WORK TO BE COMPLETED:
Scan the entries below for lines holding "recv". Give the number of such lines alone.

GIVEN INFORMATION:
/// A printer that serves normally until `hangup` fires, then closes the
/// socket.
async fn spawn_hangup_ws_printer() -> (u16, oneshot::Sender<()>) {
    let listener = TcpListener::bind("127.0.0.1:0").await.unwrap();
    let port = listener.local_addr().unwrap().port();
    let (hangup_tx, mut hangup_rx) = oneshot::channel::<()>();

    tokio::spawn(async move {
        let (stream, _) = listener.accept().await.unwrap();
        let mut ws = tokio_tungstenite::accept_async(stream).await.unwrap();
        loop {
            tokio::select! {
                _ = &mut hangup_rx => {
                    let _ = ws.close(None).await;
                    return;
                }
                message = ws.next() => {
                    let Some(Ok(Message::Text(text))) = message else { return };
                    if text.as_str() == "ping" {
                        continue;
                    }
                    let request: Value = serde_json::from_str(text.as_str()).unwrap();
                    for reply in replies(&request) {
                        if ws.send(Message::text(reply.to_string())).await.is_err() {
                            return;
                        }
                    }
                }
            }
        }
    });
    (port, hangup_tx)
}

async fn wait_for_state(printer: &Printer, wanted: ConnectionState) {
    let mut state = printer.connection_state();
    tokio::time::timeout(Duration::from_secs(3), state.wait_for(|s| *s == wanted))
        .await
        .unwrap_or_else(|_| panic!("printer never reached {wanted:?}"))
        .unwrap();
}

#[tokio::test]
async fn peer_close_moves_the_printer_to_failed() {
    let (port, hangup) = spawn_hangup_ws_printer().await;
    let printer = ws_printer(port);
    printer.connect().await.unwrap();
    assert!(printer.is_connected());

    hangup.send(()).unwrap();
    wait_for_state(&printer, ConnectionState::Failed).await;

    assert!(!printer.is_connected());
    assert!(matches!(
        printer.execute(Command::RefreshStatus).await,
        Err(CoreError::NotConnected)
    ));
}

// ── Fake inverted-MQTT printer ──────────────────────────────────────

struct FakeCc2 {
    /// Deltas to publish on the status topic, as `(seq, delta)`.
    pushes: mpsc::UnboundedSender<(u64, Value)>,
    /// Every RPC method the printer received.
    methods: mpsc::UnboundedReceiver<u64>,
    /// Cleared to stop answering heartbeat PINGs.
    answer_pings: Arc<AtomicBool>,
}

async fn spawn_cc2_printer(port: u16) -> FakeCc2 {
    let mut options = MqttOptions::new("cc2-printer", "127.0.0.1", port);
    options.set_keep_alive(Duration::from_secs(30));
    let (client, mut eventloop) = AsyncClient::new(options, 16);
    client
        .subscribe("elegoo/SN1/api_register", QoS::AtMostOnce)
        .await
        .unwrap();

    let (push_tx, mut push_rx) = mpsc::unbounded_channel::<(u64, Value)>();
    let (method_tx, method_rx) = mpsc::unbounded_channel();
    let (ready_tx, ready_rx) = oneshot::channel();
    let answer_pings = Arc::new(AtomicBool::new(true));
    let pings = Arc::clone(&answer_pings);

    tokio::spawn(async move {
        let mut ready = Some(ready_tx);
        loop {
            tokio::select! {
                event = eventloop.poll() => {
                    let Ok(event) = event else { break };
                    match event {
                        Event::Incoming(MqttPacket::SubAck(_)) => {
                            if let Some(tx) = ready.take() {
                                let _ = tx.send(());
                            }
                        }
                        Event::Incoming(MqttPacket::Publish(publish)) => {
                            let body: Value = serde_json::from_slice(&publish.payload).unwrap();
                            if let Some(method) = body["method"].as_u64() {
                                let _ = method_tx.send(method);
                            }
                            answer_cc2(&client, &publish.topic, &body, pings.load(Ordering::Relaxed));
                        }
                        _ => {}
                    }
                }
                Some((seq, delta)) = push_rx.recv() => {
                    let push = json!({ "id": seq, "method": 6000, "result": delta });
                    client
                        .try_publish("elegoo/SN1/api_status", QoS::AtMostOnce, false, push.to_string())
                        .unwrap();
                }
            }
        }
    });

    tokio::time::timeout(Duration::from_secs(2), ready_rx)
        .await
        .unwrap()
        .unwrap();
    FakeCc2 {
        pushes: push_tx,
        methods: method_rx,
        answer_pings,
    }
}

fn answer_cc2(client: &AsyncClient, topic: &str, body: &Value, answer_pings: bool) {
    if topic == "elegoo/SN1/api_register" {
        let client_id = body["client_id"].as_str().unwrap().to_owned();
        client
            .try_subscribe(format!("elegoo/SN1/{client_id}/api_request"), QoS::AtMostOnce)
            .unwrap();
        let reply = json!({ "client_id": client_id, "error": "ok" });
        client
            .try_publish(
                format!("elegoo/SN1/{client_id}/register_response"),
                QoS::AtMostOnce,
                false,
                reply.to_string(),
            )
            .unwrap();
        return;
    }

    let client_id = topic.split('/').nth(2).unwrap();
    let response_topic = format!("elegoo/SN1/{client_id}/api_response");
    if body["type"] == "PING" {
        if !answer_pings {
            return;
        }
        client
            .try_publish(response_topic, QoS::AtMostOnce, false, r#"{"type":"PONG"}"#)
            .unwrap();
        return;
    }

    let result = match body["method"].as_u64().unwrap() {
        1002 => json!({
            "error_code": 0,
            "print_status": { "state": "printing", "filename": "part.gcode",
                              "current_layer": 10, "total_layer": 100,
                              "print_duration": 60, "total_duration": 600 },
            "extruder": { "temperature": 200.0, "target": 210.0 },
            "heater_bed": { "temperature": 60.0, "target": 60.0 }
        }),
        1001 => json!({ "error_code": 0, "hostname": "Carbon 2", "machine_model": "Centauri Carbon 2", "sn": "SN1" }),
        _ => json!({ "error_code": 0 }),
    };
    let reply = json!({ "id": body["id"], "method": body["method"], "result": result });
    client
        .try_publish(response_topic, QoS::AtMostOnce, false, reply.to_string())
        .unwrap();
}

async fn start_broker() -> BrokerHandle {
    BrokerHandle::start(&BrokerConfig {
        bind: IpAddr::V4(Ipv4Addr::LOCALHOST),
        port: 0,
        ..BrokerConfig::default()
    })
    .await
    .unwrap()
}

fn cc2_printer(port: u16) -> Printer {
    let device = Device::new("SN1", "127.0.0.1", "Centauri Carbon 2", TransportKind::MqttInverted);
    Printer::new(
        PrinterConfig::new(device)
            .with_port(port)
            .with_command_timeout(Duration::from_secs(2)),
    )
}

async fn next_method(methods: &mut mpsc::UnboundedReceiver<u64>, wanted: u64) {
    tokio::time::timeout(Duration::from_secs(2), async {
        while let Some(method) = methods.recv().await {
            if method == wanted {
                return;
            }
        }
    })
    .await
    .unwrap();
}

// ── Inverted-MQTT printer tests ─────────────────────────────────────

#[tokio::test]
async fn cc2_deltas_merge_onto_the_full_status() {
    let broker = start_broker().await;
    let mut fake = spawn_cc2_printer(broker.port()).await;
    let printer = cc2_printer(broker.port());

    printer.connect().await.unwrap();
    next_method(&mut fake.methods, 1002).await;

    let mut status = printer.status_stream();
    fake.pushes
        .send((1, json!({ "extruder": { "temperature": 210.0 }, "print_status": { "current_layer": 20 } })))
        .unwrap();

    let snap = tokio::time::timeout(Duration::from_secs(2), async {
        loop {
            let snap = status.changed().await.unwrap();
            if snap.print.current_layer == 20 {
                return snap;
            }
        }
    })
    .await
    .unwrap();

    assert_eq!(snap.temperatures.nozzle.unwrap().current, 210.0);
    assert_eq!(snap.temperatures.bed.unwrap().current, 60.0, "untouched groups survive");
    assert_eq!(snap.print.filename.as_deref(), Some("part.gcode"));
    assert_eq!(snap.print.percent_complete, 20.0);
    assert_eq!(snap.print.total_time_ms, 600_000);
    assert_eq!(printer.attributes().unwrap().machine_name, "Centauri Carbon 2");

    printer.disconnect().await;
}

#[tokio::test]
async fn cc2_sequence_gaps_trigger_a_full_status_resync() {
    let broker = start_broker().await;
    let mut fake = spawn_cc2_printer(broker.port()).await;
    let printer = cc2_printer(broker.port());

    printer.connect().await.unwrap();
    next_method(&mut fake.methods, 1002).await;

    // The first delta continues the baseline; the next three are gaps.
    for seq in [5, 9, 13, 17] {
        fake.pushes.send((seq, json!({ "led": { "status": 1 } }))).unwrap();
    }
    next_method(&mut fake.methods, 1002).await;

    printer.disconnect().await;
}

#[tokio::test]
async fn cc2_commands_use_rpc_methods() {
    let broker = start_broker().await;
    let mut fake = spawn_cc2_printer(broker.port()).await;
    let printer = cc2_printer(broker.port());
    printer.connect().await.unwrap();

    printer
        .execute(Command::SetBedTemp { celsius: 500.0 })
        .await
        .unwrap();
    next_method(&mut fake.methods, 1027).await;

    let result = printer.execute(Command::RefreshStatus).await.unwrap();
    let CommandResult::Status(Some(snap)) = result else {
        panic!("expected status");
    };
    assert_eq!(snap.print.current_layer, 10);

    printer.disconnect().await;
}

#[tokio::test]
async fn cc2_missing_pongs_move_the_printer_to_failed() {
    let broker = start_broker().await;
    let fake = spawn_cc2_printer(broker.port()).await;
    let device = Device::new("SN1", "127.0.0.1", "Centauri Carbon 2", TransportKind::MqttInverted);
    let mut config = PrinterConfig::new(device)
        .with_port(broker.port())
        .with_command_timeout(Duration::from_secs(2));
    config.heartbeat_interval = Duration::from_millis(100);
    config.pong_timeout = Duration::from_millis(300);
    let printer = Printer::new(config);

    printer.connect().await.unwrap();
    assert!(printer.is_connected());

    fake.answer_pings.store(false, Ordering::Relaxed);
    wait_for_state(&printer, ConnectionState::Failed).await;

    assert!(!printer.is_connected());
    assert!(matches!(
        printer.execute(Command::Pause).await,
        Err(CoreError::NotConnected)
    ));

    // A fresh session replaces the dead one.
    fake.answer_pings.store(true, Ordering::Relaxed);
    printer.connect().await.unwrap();
    assert_eq!(*printer.connection_state().borrow(), ConnectionState::Connected);
    printer.disconnect().await;
}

SOLUTION TO THE PROBLEM:
2